- REQUIRED WORK -
Below is a listing. Copy each line of it that holds the word "RegistryKey".

- GIVEN DATA -
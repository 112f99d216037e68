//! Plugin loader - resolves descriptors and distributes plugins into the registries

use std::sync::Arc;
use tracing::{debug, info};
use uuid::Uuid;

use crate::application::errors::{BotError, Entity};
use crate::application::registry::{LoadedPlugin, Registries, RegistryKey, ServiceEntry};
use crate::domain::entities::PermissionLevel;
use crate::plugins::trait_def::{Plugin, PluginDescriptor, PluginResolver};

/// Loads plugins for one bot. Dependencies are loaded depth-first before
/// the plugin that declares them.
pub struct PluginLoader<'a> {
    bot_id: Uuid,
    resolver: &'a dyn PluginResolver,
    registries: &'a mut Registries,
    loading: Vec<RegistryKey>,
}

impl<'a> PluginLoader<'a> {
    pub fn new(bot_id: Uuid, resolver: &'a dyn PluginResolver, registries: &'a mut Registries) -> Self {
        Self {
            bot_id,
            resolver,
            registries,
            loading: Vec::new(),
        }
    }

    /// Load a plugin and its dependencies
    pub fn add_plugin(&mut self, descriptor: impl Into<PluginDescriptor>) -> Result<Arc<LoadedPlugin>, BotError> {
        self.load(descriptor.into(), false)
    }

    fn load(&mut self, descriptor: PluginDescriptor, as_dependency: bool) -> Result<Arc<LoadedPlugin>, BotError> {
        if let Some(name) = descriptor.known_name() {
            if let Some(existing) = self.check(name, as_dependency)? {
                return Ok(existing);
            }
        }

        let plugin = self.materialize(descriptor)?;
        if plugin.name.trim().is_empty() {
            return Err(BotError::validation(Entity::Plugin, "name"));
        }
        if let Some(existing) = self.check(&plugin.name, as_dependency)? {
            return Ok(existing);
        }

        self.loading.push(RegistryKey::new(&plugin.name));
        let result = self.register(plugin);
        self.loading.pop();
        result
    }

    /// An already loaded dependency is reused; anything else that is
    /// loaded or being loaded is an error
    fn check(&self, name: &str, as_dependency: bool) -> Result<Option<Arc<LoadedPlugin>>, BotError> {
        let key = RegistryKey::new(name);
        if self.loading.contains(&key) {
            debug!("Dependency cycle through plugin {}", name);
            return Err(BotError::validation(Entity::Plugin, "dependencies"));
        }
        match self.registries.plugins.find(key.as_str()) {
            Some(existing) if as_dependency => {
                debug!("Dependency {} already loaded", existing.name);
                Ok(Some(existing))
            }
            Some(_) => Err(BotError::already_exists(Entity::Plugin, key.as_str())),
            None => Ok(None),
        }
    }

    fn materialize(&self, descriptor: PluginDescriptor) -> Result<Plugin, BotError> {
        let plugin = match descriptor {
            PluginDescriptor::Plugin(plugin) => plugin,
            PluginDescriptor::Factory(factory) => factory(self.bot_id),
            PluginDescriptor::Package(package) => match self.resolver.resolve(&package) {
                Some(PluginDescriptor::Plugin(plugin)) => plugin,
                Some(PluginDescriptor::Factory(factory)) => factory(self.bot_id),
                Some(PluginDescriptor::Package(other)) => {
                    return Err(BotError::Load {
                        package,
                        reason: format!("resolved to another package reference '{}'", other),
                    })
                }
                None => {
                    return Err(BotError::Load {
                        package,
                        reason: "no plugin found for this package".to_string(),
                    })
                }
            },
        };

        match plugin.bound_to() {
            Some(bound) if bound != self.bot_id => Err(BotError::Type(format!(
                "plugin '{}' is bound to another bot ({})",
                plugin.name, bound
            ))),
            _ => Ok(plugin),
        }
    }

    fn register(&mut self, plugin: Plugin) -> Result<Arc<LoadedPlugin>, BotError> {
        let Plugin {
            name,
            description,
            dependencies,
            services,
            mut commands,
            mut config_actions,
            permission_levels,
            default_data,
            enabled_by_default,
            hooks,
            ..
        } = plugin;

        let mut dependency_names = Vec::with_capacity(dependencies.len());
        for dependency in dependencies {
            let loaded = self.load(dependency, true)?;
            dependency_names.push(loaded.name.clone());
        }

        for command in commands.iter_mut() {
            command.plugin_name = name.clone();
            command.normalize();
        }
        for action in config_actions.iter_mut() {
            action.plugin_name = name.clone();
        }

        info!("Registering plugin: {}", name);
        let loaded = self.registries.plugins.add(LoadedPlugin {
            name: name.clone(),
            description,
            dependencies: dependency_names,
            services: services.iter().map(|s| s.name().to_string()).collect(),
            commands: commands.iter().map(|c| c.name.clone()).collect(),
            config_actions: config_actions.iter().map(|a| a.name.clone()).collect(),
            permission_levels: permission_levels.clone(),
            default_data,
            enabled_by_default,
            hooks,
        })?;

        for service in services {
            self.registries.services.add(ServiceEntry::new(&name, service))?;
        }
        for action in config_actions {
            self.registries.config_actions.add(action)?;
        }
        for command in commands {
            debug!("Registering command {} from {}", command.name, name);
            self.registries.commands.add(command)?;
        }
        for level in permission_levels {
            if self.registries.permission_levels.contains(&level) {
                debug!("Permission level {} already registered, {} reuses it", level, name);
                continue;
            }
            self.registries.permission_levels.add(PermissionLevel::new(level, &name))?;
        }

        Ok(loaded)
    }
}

- TASK ANSWER -
use crate::application::registry::{LoadedPlugin, Registries, RegistryKey, ServiceEntry};
    loading: Vec<RegistryKey>,
        self.loading.push(RegistryKey::new(&plugin.name));
        let key = RegistryKey::new(name);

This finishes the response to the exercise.